Das is also giving final touches to Odia Jati ra Jeevana Chinta, a book that looks at modern Odisha history from the beginning of the 19th century to 1936 when Odisha was created as a separate province. It is expected to be out by the year-end.

It is a historical sequel to his Odia Jati ra Jeevana Katha, a mammoth book on Odisha’s ethnic history and hailed as a work nonpareil in the state. Das wrote it over seven years. “I have tried to explore the origin of Odia people. It’s an interpretation of Odisha history from the end of the 18th century,” he says.

In a literary career spanning over four decades, Das has been at the forefront of the avant-garde, while reviving the scale and tenor of Odia literary tradition that goes back a thousand years. He has brought out 13 collections of poems, a compilation of short fiction, four collections of essays, numerous translation and few books of edited works in Odia, all of them in print.

What fetched him the prestigious 26th Moortidevi Award for 2012 recently is Vamsha, a series of poems based on the Mahabharat. It’s a recreation of the Mahabharat in modern contemporary idiom. The distinguishing quality of the work is that the modern idiom has not abandoned the epic scale of the original text.

“Mahabharat as a seminal text of Indian racial memory has multiple ends and openings. What I have done is connect the main story line in a continuity to work out the nature of human destiny. For me, Mahabharat has been a civilisational journey where humankind is in a predicament on account of its own misdoings. I have taken the context beginning with the tussle between the gods and demons for acquiring the means of immortality and the work ends with both humans and Lord Krishna being subjected to vicissitudes of time. In the end, nothing remains and it is entropy,” he says.

Das conceived the idea of Vamsha 20 years ago and began writing it in 2000. It was published in 2008.

He has adopted the heroic style, distant from the contemporary idiom where conversational language is that of poetry. “I adopted the heroic form because I am communicating with a large matter of history involving persons who are held in great respect in Indian mythology,” says Das, the second Odia after Prativa Ray to get Moortidevi.

The award, he says, is precious as it’s a recognition for recreating a racial memory in poetic form.

“While I wrote Vamsha, I hadn’t imagined that it would ever be completed because I felt the book’s structure will collapse under its own weight. Recognition for Vamsha, therefore, is extremely gratifying to me as an Odia writer and most importantly, an Indian poet.”

Another major work of poetry by the former chairman of State Administrative Tribunal is Desh, exploring the loss of home in a borderless world.

His tryst with poetry began at the age of 15; his first poems during school days were published in a widely circulated Odia daily.

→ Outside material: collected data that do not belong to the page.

//! Errors reported while setting up a decoder.
//!
//! Decoding itself never fails: unexpected traffic is reported as warning
//! annotations and the session carries on.

use core::fmt;

#[derive(Debug, Clone, PartialEq, Eq)]
pub enum DecoderError {
    /// A register pointer past the last register (0x12)
    RegisterPointerOutOfRange(u8),
    /// Subtype option other than `SN` or `M`
    UnknownSubtype,
    /// First-day-of-week option other than `Monday`, `Sunday` or `Saturday`
    UnknownFirstDayOfWeek,
}

impl fmt::Display for DecoderError {
    fn fmt(&self, f: &mut fmt::Formatter<'_>) -> fmt::Result {
        match self {
            DecoderError::RegisterPointerOutOfRange(v) => {
                write!(f, "register pointer 0x{:02X} is out of range", v)
            }
            DecoderError::UnknownSubtype => f.write_str("unknown DS3231 subtype"),
            DecoderError::UnknownFirstDayOfWeek => f.write_str("unknown first day of week"),
        }
    }
}

impl core::error::Error for DecoderError {}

What fetched Das the recognition of catalysing the Odia new fiction movement were two books—Lubdhkara Teeni Prahara (Three Hours of Orion) and Alokita Banabas (The Enlightened Exile)—published in 1979 and 1980. The first book of soft fiction was an experimental work with a lot of explicit philosophical discourse and comments on man-woman relationship, fall of man, birth, death, etc. It brought him a lot of response from people then accustomed to conventional story writing. Alokita Banabas, too, set a new form in Odia poetry.

“Both the books became controversial as my seniors were surprised by the brazenness of style, language and content.”

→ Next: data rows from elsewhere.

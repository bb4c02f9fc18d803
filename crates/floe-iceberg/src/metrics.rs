//! Catalog metrics.
//!
//! Requests are labelled by matched route and by the wire error type the
//! handler answered with, so counters line up with the error bodies clients
//! see. Commit conflicts are split by where the failed requirement was
//! detected, and every committed batch records its operation count.

use std::sync::OnceLock;
use std::time::Instant;

use axum::extract::{MatchedPath, Request};
use axum::middleware::Next;
use axum::response::Response;
use metrics::{counter, describe_counter, describe_histogram, histogram};
use metrics_exporter_prometheus::{BuildError, PrometheusBuilder, PrometheusHandle};

/// Requests served, by route, method and outcome.
pub const REQUESTS: &str = "floe_request_total";

/// Request latency in seconds, by route and method.
pub const REQUEST_DURATION: &str = "floe_request_duration_seconds";

/// Error responses, by route and wire error type.
pub const REQUEST_ERRORS: &str = "floe_request_error_total";

/// Commits rejected by a failed requirement, by scope.
pub const COMMIT_CONFLICTS: &str = "floe_commit_conflict_total";

/// Followers that did not apply a committed batch, by follower name.
pub const FOLLOWER_FAILURES: &str = "floe_follower_failure_total";

/// Operations per committed transaction batch.
pub const BATCH_OPERATIONS: &str = "floe_transaction_operations";

const OK: &str = "ok";
const UNCLASSIFIED: &str = "unclassified";
const UNMATCHED_ROUTE: &str = "unmatched";

static RECORDER: OnceLock<PrometheusHandle> = OnceLock::new();
static DESCRIBED: OnceLock<()> = OnceLock::new();

/// Where a failed commit requirement was detected.
#[derive(Debug, Clone, Copy, PartialEq, Eq)]
pub enum CommitScope {
    /// `POST /v1/namespaces/{namespace}/tables/{table}`.
    Table,
    /// `POST /v1/transactions/commit`.
    Batch,
}

impl CommitScope {
    /// Label value for this scope.
    #[must_use]
    pub const fn as_str(self) -> &'static str {
        match self {
            Self::Table => "table",
            Self::Batch => "batch",
        }
    }
}

/// Wire error type carried on error responses for the metrics layer.
#[derive(Debug, Clone, Copy, PartialEq, Eq)]
pub struct ErrorKind(pub &'static str);

fn describe() {
    DESCRIBED.get_or_init(|| {
        describe_counter!(REQUESTS, "REST requests served");
        describe_histogram!(REQUEST_DURATION, "REST request latency in seconds");
        describe_counter!(REQUEST_ERRORS, "REST error responses by wire error type");
        describe_counter!(COMMIT_CONFLICTS, "Commits rejected by a failed requirement");
        describe_counter!(
            FOLLOWER_FAILURES,
            "Followers that did not apply a committed batch"
        );
        describe_histogram!(BATCH_OPERATIONS, "Operations per committed transaction batch");
    });
}

/// Installs the process-wide Prometheus recorder.
///
/// Later calls return the handle installed by the first one.
///
/// # Errors
///
/// Returns an error if another recorder is already installed.
pub fn install_recorder() -> Result<PrometheusHandle, BuildError> {
    if let Some(handle) = RECORDER.get() {
        return Ok(handle.clone());
    }
    let handle = PrometheusBuilder::new().install_recorder()?;
    describe();
    tracing::info!("prometheus recorder installed");
    Ok(RECORDER.get_or_init(|| handle).clone())
}

/// Renders the Prometheus exposition text, if a recorder is installed.
#[must_use]
pub fn render() -> Option<String> {
    RECORDER.get().map(PrometheusHandle::render)
}

fn route_label(request: &Request) -> String {
    request
        .extensions()
        .get::<MatchedPath>()
        .map_or_else(|| UNMATCHED_ROUTE.to_string(), |p| p.as_str().to_string())
}

fn outcome(response: &Response) -> &'static str {
    match response.extensions().get::<ErrorKind>() {
        Some(ErrorKind(kind)) => *kind,
        None if response.status().is_success() => OK,
        None => UNCLASSIFIED,
    }
}

/// Middleware that counts and times every request.
pub async fn metrics_middleware(request: Request, next: Next) -> Response {
    let started = Instant::now();
    let route = route_label(&request);
    let method = request.method().as_str().to_string();

    let response = next.run(request).await;
    let elapsed = started.elapsed().as_secs_f64();
    let result = outcome(&response);

    counter!(
        REQUESTS,
        "route" => route.clone(),
        "method" => method.clone(),
        "outcome" => result
    )
    .increment(1);
    histogram!(REQUEST_DURATION, "route" => route.clone(), "method" => method).record(elapsed);
    if result != OK {
        counter!(REQUEST_ERRORS, "route" => route, "error_type" => result).increment(1);
    }

    response
}

/// Records a commit rejected by a failed requirement.
pub fn record_commit_conflict(scope: CommitScope) {
    describe();
    counter!(COMMIT_CONFLICTS, "scope" => scope.as_str()).increment(1);
}

/// Records a follower that did not apply a committed batch.
pub fn record_follower_failure(follower: &str) {
    describe();
    counter!(FOLLOWER_FAILURES, "follower" => follower.to_string()).increment(1);
}

/// Records the size of a committed batch.
#[allow(clippy::cast_precision_loss)]
pub fn record_batch(operations: usize) {
    describe();
    histogram!(BATCH_OPERATIONS).record(operations as f64);
}

#[cfg(test)]
mod tests {
    use super::*;
    use axum::body::Body;
    use axum::http::StatusCode;
    use axum::response::IntoResponse;

    use crate::error::RestError;

    #[test]
    fn test_commit_scope_labels() {
        assert_eq!(CommitScope::Table.as_str(), "table");
        assert_eq!(CommitScope::Batch.as_str(), "batch");
    }

    #[test]
    fn test_outcome_uses_wire_error_type() {
        let response = RestError::NamespaceNotEmpty.into_response();
        assert_eq!(outcome(&response), "NamespaceNotEmptyException");

        let response = StatusCode::NO_CONTENT.into_response();
        assert_eq!(outcome(&response), OK);

        let response = StatusCode::METHOD_NOT_ALLOWED.into_response();
        assert_eq!(outcome(&response), UNCLASSIFIED);
    }

    #[test]
    fn test_unrouted_request_label() {
        let request = Request::builder()
            .uri("/v1/namespaces/a%1Fb")
            .body(Body::empty())
            .expect("request");
        assert_eq!(route_label(&request), UNMATCHED_ROUTE);
    }
}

He, however, stopped writing after 1980 for 10 years. “After the criticism, I asked myself if I should continue writing. I stopped writing and did a lot of reading, thinking. Then at a particular point of time in 90s, I got my answer. I felt that others do not see the way I see and did not write the way I did,” he recalls.

Das got back to penning down his thoughts in 90s and his poetry Mantrapatha that released in 1991 fetched him the Odisha Sahitya Akademi Award in 1993. He was honoured with the Central Sahitya Akademi Award in 1999 for Garbha Griha, which has been translated into English as Dark Sanctum. He is also the recipient of Gangadhar Meher National Poetry Award, Sarala Samman and the Bharatiya Bhasa Parishad Award for poetry.

Though primarily a poet, Das also devotes time to write essays and socio-cultural commentaries.